En el derecho civil, los grandes códigos del siglo XIX son edificaciones que van reclamando, poco a poco, al menos un reforzamiento estructural, como las construcciones que requieren adaptarse a las normas de sismorresistencia y a las mejores técnicas constructivas. Las grandes reformas de un país, en ese sentido, no solo introducen cambios en el propio ordenamiento, sino que también se convierten en producto de exportación. A partir de allí, con pretensiones y ambiciones más o menos realistas, comienza la circulación del modelo, asesores y consultores incluidos –con preferencia evidente por quienes integraron el espíritu del legislador correspondiente–: un gana-gana, dirán algunos.

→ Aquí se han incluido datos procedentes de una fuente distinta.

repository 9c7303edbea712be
//! Shared fixtures for service unit tests.

use std::sync::Arc;
use std::time::Duration;

use async_trait::async_trait;
use chrono::{NaiveDate, Utc};
use tokio::sync::Mutex;

use livepet_core::config::share::ShareConfig;
use livepet_core::error::AppError;
use livepet_core::result::AppResult;
use livepet_core::types::{
    AlertId, DocumentId, HealthRecordId, PetId, UserId, VitalId,
};
use livepet_database::{HealthStore, MemoryStore};
use livepet_entity::health::{
    Alert, AlertStatus, Document, HealthRecord, NewHealthRecord, Vital,
};
use livepet_entity::pet::PetProfile;

use crate::context::{ClientInfo, RequestContext};
use crate::notification::{NotificationRelay, ShareEmail};
use crate::share::{AccessService, ProfileLoader, ShareService};

/// Relay that remembers what it was asked to send.
#[derive(Debug, Default)]
pub struct RecordingRelay {
    pub sent: Mutex<Vec<ShareEmail>>,
    pub fail: bool,
}

#[async_trait]
impl NotificationRelay for RecordingRelay {
    async fn send_share_email(&self, email: &ShareEmail) -> AppResult<()> {
        if self.fail {
            return Err(AppError::external_service("relay down"));
        }
        self.sent.lock().await.push(email.clone());
        Ok(())
    }
}

/// Health store whose vitals and timeline writes always fail.
#[derive(Debug, Clone)]
pub struct FlakyHealth(pub MemoryStore);

#[async_trait]
impl HealthStore for FlakyHealth {
    async fn find_pet(&self, pet_id: PetId) -> AppResult<Option<PetProfile>> {
        self.0.find_pet(pet_id).await
    }

    async fn find_owned_pet(&self, pet_id: PetId, owner: UserId) -> AppResult<Option<PetProfile>> {
        self.0.find_owned_pet(pet_id, owner).await
    }

    async fn recent_records(&self, pet_id: PetId, limit: u32) -> AppResult<Vec<HealthRecord>> {
        self.0.recent_records(pet_id, limit).await
    }

    async fn recent_vitals(&self, _pet_id: PetId, _limit: u32) -> AppResult<Vec<Vital>> {
        Err(AppError::database("vitals table unavailable"))
    }

    async fn active_alerts(&self, pet_id: PetId, limit: Option<u32>) -> AppResult<Vec<Alert>> {
        self.0.active_alerts(pet_id, limit).await
    }

    async fn recent_documents(&self, pet_id: PetId, limit: u32) -> AppResult<Vec<Document>> {
        self.0.recent_documents(pet_id, limit).await
    }

    async fn create_record(&self, _data: &NewHealthRecord) -> AppResult<HealthRecord> {
        Err(AppError::database("health_records is read-only"))
    }
}

/// Services wired to one in-memory store, with an owner and a pet.
pub struct Fixture {
    pub store: MemoryStore,
    pub relay: Arc<RecordingRelay>,
    pub shares: ShareService,
    pub access: AccessService,
    pub owner: RequestContext,
    pub pet: PetProfile,
}

impl Fixture {
    pub async fn new() -> Self {
        Self::build(RecordingRelay::default(), false).await
    }

    pub async fn with_relay(relay: RecordingRelay) -> Self {
        Self::build(relay, false).await
    }

    /// Vitals reads and timeline writes fail.
    pub async fn with_flaky_health() -> Self {
        Self::build(RecordingRelay::default(), true).await
    }

    async fn build(relay: RecordingRelay, flaky: bool) -> Self {
        let store = MemoryStore::new();
        let owner = RequestContext::new(
            UserId::new(),
            "owner@example.com".to_string(),
            Some("127.0.0.1".to_string()),
            None,
        );
        let pet = PetProfile {
            id: PetId::new(),
            user_id: owner.user_id,
            name: "Biscuit".to_string(),
            species: "dog".to_string(),
            breed: Some("Beagle".to_string()),
            photo_url: None,
            birth_date: NaiveDate::from_ymd_opt(2020, 4, 12),
        };
        store.insert_pet(pet.clone()).await;

        let health: Arc<dyn HealthStore> = if flaky {
            Arc::new(FlakyHealth(store.clone()))
        } else {
            Arc::new(store.clone())
        };
        let relay = Arc::new(relay);
        let config = ShareConfig {
            public_origin: "https://livepet.test".to_string(),
            ..ShareConfig::default()
        };
        let shares = ShareService::new(
            Arc::new(store.clone()),
            health.clone(),
            relay.clone(),
            config.clone(),
            Duration::from_secs(2),
        );
        let access = AccessService::new(
            Arc::new(store.clone()),
            ProfileLoader::new(health, &config),
        );

        Self {
            store,
            relay,
            shares,
            access,
            owner,
            pet,
        }
    }

    pub async fn add_record(&self, title: &str, day: u32) {
        self.store
            .insert_record(HealthRecord {
                id: HealthRecordId::new(),
                pet_id: self.pet.id,
                user_id: self.owner.user_id,
                record_type: "vaccination".to_string(),
                title: title.to_string(),
                description: None,
                date: NaiveDate::from_ymd_opt(2026, 1, day).unwrap_or_default(),
                notes: None,
                created_at: Utc::now(),
            })
            .await;
    }

    pub async fn add_vital(&self, value: f64) {
        self.store
            .insert_vital(Vital {
                id: VitalId::new(),
                pet_id: self.pet.id,
                vital_type: "weight".to_string(),
                value,
                unit: Some("kg".to_string()),
                measured_at: Utc::now(),
                notes: None,
            })
            .await;
    }

    pub async fn add_alert(&self, title: &str) {
        self.store
            .insert_alert(Alert {
                id: AlertId::new(),
                pet_id: self.pet.id,
                alert_type: "reminder".to_string(),
                title: title.to_string(),
                description: None,
                due_date: NaiveDate::from_ymd_opt(2026, 6, 1),
                status: AlertStatus::Active,
                created_at: Utc::now(),
            })
            .await;
    }

    pub async fn add_document(&self, title: &str) {
        self.store
            .insert_document(Document {
                id: DocumentId::new(),
                pet_id: self.pet.id,
                title: title.to_string(),
                document_type: "lab_result".to_string(),
                file_url: "https://files.livepet.test/doc.pdf".to_string(),
                document_date: NaiveDate::from_ymd_opt(2026, 2, 1),
                created_at: Utc::now(),
            })
            .await;
    }
}

pub fn recipient() -> ClientInfo {
    ClientInfo {
        ip_address: Some("203.0.113.7".to_string()),
        user_agent: Some("vet-portal/1.0".to_string()),
    }
}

Desde que la Ley 84 de 1873 del Congreso de los Estados Unidos de Colombia dijo adoptar el Código Civil, han pasado 150 años: una efeméride poco celebrada, tal vez porque el texto legal nunca se publicó en el Diario Oficial. Andrés Bello, al igual que Bentham (aunque quizás por razones diferentes), estimaba que la coherencia de una codificación solo podía garantizarse encargando a una única persona la labor de su redacción.

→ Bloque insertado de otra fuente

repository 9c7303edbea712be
//! JWT token encoding, decoding, and claims.

pub mod claims;
pub mod decoder;
pub mod encoder;

pub use claims::Claims;
pub use decoder::JwtDecoder;
pub use encoder::{IssuedToken, JwtEncoder};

Pero los tiempos han cambiado y la mencionada circulación de modelos lleva años introduciendo reformas sectoriales concretas, con una casi imposible coherencia del anhelado “sistema”, de lo cual hay innumerables ejemplos aquí y allá. En materia de responsabilidad civil, por ejemplo, se discute sobre qué funciones debe reconocer expresamente nuestro ordenamiento al derecho de daños, qué tipos de perjuicios debe contemplar un catálogo legal, qué papel deben jugar las responsabilidades objetivas y subjetivas, entre decenas de otras cuestiones igualmente relevantes. Y para ello se mira a instrumentos de derecho blando (los PETL, el DCFR, principalmente) o no tanto (los Restatetements estadounidenses), a reformas parciales ya en vigor (como la francesa), a normas puntuales sobre ciertos temas (como las directivas europeas, entre ellas la reciente propuesta sobre responsabilidad e inteligencia artificial) o a nuevos códigos (aun los que están en pleno proceso de reforma, como el argentino).

Una buena forma de conmemorar el sesquicentenario de la vigencia “nacional” del Código Civil sería atender a instrumentos de comparación jurídica finos y bien articulados. Las últimas décadas ya han evidenciado cambios notables en muchos frentes metodológicos. A manera de ejemplo, ni estudiantes ni profesores de hace apenas 40 años podrían reconocer en nuestras prácticas jurídicas de hoy el sistema de fuentes del Derecho de ese entonces. Por eso conviene distanciarse de un cierto neorromanticismo que se pregunta por la identidad profunda de la nación y examinar con rigor los modelos en circulación para no caer en la trampa de los espejos y las baratijas.